[Start of Attachment]

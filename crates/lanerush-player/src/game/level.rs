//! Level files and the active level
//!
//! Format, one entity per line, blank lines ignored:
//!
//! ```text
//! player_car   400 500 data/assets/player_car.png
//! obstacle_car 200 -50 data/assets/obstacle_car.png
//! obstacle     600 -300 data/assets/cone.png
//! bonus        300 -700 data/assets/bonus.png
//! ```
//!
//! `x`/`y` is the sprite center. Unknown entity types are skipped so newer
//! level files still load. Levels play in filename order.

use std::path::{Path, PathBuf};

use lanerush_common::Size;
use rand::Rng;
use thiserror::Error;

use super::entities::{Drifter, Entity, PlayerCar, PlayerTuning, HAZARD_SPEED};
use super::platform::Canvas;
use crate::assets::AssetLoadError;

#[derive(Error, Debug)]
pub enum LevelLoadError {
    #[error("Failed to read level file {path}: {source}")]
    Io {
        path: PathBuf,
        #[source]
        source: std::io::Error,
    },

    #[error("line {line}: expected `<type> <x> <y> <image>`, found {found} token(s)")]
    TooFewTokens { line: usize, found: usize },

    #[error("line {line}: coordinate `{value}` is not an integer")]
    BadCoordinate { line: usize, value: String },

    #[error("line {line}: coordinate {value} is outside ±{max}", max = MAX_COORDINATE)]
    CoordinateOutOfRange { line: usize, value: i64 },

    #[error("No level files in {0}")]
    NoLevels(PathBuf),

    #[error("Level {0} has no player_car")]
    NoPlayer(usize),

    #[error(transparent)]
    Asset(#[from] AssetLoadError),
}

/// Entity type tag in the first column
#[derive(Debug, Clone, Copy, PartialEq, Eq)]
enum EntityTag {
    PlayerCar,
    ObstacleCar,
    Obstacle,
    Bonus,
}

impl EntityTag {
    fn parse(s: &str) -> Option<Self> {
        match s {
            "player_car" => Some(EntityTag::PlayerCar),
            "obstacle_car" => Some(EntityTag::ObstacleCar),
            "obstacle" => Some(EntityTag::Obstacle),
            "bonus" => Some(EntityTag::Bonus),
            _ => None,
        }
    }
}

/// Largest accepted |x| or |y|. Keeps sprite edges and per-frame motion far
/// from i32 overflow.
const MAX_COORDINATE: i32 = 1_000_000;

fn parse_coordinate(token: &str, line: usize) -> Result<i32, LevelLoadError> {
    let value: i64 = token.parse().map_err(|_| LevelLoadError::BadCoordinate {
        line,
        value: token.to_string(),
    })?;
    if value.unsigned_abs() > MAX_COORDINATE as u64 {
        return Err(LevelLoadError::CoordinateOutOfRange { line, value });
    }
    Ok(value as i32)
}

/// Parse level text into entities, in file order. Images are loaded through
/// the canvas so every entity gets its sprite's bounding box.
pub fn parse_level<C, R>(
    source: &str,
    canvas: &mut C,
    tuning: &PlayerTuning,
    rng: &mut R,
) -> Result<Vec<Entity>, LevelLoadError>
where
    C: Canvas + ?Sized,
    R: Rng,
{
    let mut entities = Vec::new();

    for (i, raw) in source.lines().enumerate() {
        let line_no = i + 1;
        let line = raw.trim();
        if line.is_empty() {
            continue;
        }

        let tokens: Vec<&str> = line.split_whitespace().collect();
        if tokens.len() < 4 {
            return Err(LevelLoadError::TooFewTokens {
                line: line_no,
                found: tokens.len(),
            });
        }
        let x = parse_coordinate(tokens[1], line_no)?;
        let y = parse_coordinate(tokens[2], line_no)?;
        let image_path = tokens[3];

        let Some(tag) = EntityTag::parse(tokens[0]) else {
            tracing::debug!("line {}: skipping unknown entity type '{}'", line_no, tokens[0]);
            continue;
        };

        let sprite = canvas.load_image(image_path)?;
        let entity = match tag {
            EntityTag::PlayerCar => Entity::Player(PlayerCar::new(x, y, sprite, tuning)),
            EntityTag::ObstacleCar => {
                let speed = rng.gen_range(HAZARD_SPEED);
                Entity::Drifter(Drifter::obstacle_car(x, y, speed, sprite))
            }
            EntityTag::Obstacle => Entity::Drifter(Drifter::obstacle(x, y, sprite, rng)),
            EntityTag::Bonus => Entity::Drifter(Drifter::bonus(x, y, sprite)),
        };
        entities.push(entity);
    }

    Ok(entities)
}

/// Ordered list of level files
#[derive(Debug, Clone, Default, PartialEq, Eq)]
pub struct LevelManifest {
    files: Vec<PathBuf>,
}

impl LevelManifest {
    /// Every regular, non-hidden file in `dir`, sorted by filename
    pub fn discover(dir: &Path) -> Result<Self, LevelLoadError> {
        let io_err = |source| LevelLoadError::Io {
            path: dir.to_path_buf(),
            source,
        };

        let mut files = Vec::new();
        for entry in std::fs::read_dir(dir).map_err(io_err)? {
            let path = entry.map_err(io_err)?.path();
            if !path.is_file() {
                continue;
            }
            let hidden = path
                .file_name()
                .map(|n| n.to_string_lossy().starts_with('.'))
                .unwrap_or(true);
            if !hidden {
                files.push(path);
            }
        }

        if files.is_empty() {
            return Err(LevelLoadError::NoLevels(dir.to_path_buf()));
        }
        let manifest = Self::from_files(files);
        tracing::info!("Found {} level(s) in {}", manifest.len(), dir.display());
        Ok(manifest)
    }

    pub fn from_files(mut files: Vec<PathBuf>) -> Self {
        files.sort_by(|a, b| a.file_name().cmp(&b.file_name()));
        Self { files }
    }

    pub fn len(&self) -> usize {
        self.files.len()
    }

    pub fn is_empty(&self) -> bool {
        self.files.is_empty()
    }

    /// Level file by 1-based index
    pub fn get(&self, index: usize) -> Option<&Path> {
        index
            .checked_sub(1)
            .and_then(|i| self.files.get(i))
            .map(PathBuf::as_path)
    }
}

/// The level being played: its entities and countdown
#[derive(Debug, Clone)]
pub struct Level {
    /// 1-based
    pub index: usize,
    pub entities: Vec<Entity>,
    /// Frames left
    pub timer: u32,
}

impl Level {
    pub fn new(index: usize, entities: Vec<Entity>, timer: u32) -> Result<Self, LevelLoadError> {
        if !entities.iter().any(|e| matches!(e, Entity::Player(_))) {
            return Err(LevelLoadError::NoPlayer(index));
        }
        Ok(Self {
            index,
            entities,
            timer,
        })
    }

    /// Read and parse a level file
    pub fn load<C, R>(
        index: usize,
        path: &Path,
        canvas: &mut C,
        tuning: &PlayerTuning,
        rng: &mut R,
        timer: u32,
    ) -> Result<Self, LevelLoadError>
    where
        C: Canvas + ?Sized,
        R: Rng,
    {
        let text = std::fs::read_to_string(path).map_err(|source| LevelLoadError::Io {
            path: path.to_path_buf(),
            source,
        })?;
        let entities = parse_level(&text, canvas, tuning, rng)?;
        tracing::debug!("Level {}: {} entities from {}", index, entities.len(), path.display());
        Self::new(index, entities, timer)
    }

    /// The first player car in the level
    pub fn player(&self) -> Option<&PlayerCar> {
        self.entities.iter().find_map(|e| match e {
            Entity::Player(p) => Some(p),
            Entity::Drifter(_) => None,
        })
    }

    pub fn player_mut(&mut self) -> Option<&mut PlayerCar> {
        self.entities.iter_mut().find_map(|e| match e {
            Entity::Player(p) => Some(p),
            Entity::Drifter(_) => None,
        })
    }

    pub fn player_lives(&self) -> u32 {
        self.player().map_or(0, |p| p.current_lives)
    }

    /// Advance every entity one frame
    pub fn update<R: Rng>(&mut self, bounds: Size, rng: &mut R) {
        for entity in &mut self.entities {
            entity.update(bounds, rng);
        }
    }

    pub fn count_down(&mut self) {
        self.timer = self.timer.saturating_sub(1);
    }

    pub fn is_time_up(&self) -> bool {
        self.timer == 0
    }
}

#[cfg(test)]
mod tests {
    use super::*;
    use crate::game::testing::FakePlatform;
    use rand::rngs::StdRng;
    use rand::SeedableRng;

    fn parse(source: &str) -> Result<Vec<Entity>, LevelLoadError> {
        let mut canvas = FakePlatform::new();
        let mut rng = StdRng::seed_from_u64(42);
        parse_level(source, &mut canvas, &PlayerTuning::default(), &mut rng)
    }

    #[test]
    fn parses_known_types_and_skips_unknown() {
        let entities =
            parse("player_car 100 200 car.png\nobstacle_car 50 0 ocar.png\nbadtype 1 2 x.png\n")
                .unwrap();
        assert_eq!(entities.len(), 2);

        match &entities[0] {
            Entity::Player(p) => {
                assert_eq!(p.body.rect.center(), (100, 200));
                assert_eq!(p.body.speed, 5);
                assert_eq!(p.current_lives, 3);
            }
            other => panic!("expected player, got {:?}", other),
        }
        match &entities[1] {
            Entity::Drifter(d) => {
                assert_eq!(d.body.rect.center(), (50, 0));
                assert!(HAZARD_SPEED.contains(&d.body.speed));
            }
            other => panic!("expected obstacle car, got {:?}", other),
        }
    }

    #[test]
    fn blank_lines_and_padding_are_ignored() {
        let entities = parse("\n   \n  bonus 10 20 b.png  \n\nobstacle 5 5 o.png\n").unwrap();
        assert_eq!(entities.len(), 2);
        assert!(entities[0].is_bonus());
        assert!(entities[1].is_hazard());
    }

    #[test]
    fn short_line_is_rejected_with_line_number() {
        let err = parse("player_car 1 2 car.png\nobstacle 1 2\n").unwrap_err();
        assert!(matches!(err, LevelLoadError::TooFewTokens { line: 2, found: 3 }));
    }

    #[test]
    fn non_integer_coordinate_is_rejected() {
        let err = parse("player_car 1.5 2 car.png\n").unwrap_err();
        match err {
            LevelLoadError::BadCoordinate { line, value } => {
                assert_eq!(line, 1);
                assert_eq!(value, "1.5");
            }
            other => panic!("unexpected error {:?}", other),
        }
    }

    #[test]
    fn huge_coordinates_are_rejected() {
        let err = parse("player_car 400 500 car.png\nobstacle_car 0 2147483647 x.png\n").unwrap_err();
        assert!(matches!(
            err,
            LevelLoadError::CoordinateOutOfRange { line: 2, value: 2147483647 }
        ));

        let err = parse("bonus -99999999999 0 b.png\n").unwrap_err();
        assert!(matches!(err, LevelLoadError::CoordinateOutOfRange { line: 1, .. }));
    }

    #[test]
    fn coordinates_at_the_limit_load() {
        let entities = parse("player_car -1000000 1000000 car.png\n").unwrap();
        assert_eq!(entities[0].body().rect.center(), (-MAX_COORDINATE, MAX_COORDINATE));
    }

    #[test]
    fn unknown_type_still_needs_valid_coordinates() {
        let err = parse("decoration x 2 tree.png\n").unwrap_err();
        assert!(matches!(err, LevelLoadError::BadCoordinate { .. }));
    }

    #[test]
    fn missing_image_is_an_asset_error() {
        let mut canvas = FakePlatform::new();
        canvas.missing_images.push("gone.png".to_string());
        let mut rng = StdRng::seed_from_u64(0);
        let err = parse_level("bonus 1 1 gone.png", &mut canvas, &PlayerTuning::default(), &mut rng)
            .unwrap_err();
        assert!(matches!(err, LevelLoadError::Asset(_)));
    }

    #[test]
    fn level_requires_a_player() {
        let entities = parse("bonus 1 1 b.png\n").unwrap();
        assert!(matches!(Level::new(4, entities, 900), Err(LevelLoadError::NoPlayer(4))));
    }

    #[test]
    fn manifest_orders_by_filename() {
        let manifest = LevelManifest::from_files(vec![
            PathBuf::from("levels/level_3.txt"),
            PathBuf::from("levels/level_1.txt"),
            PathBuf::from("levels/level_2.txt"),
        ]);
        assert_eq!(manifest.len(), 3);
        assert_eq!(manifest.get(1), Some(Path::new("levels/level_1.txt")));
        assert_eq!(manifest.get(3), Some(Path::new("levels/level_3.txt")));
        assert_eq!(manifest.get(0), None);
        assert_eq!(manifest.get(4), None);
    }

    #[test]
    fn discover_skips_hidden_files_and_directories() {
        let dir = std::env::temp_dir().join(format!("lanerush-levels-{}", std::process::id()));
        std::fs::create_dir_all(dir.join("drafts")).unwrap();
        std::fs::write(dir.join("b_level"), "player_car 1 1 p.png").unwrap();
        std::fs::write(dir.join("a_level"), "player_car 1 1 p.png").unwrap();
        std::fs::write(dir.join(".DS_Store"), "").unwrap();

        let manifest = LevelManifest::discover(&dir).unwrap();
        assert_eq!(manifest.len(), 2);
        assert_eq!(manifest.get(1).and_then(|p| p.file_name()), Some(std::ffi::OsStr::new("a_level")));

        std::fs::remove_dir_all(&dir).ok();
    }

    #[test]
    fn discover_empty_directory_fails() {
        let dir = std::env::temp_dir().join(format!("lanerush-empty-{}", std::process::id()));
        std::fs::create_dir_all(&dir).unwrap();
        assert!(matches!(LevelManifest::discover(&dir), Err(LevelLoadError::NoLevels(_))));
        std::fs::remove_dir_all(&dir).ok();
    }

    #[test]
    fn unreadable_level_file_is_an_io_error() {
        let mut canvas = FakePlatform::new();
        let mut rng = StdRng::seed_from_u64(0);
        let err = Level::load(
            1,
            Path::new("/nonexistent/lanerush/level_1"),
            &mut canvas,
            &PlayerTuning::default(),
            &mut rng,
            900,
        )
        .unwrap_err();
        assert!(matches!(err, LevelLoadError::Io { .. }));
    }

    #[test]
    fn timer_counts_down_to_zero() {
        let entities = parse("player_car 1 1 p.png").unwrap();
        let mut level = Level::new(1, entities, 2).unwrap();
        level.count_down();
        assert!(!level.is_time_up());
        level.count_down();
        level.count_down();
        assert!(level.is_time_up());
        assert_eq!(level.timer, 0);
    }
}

[End of Attachment]

> _AIM OF THE TASK_: Each line of the records that contains the string "entry" must be copied.

> _TASK OUTPUT_:
        for entry in std::fs::read_dir(dir).map_err(io_err)? {
            let path = entry.map_err(io_err)?.path();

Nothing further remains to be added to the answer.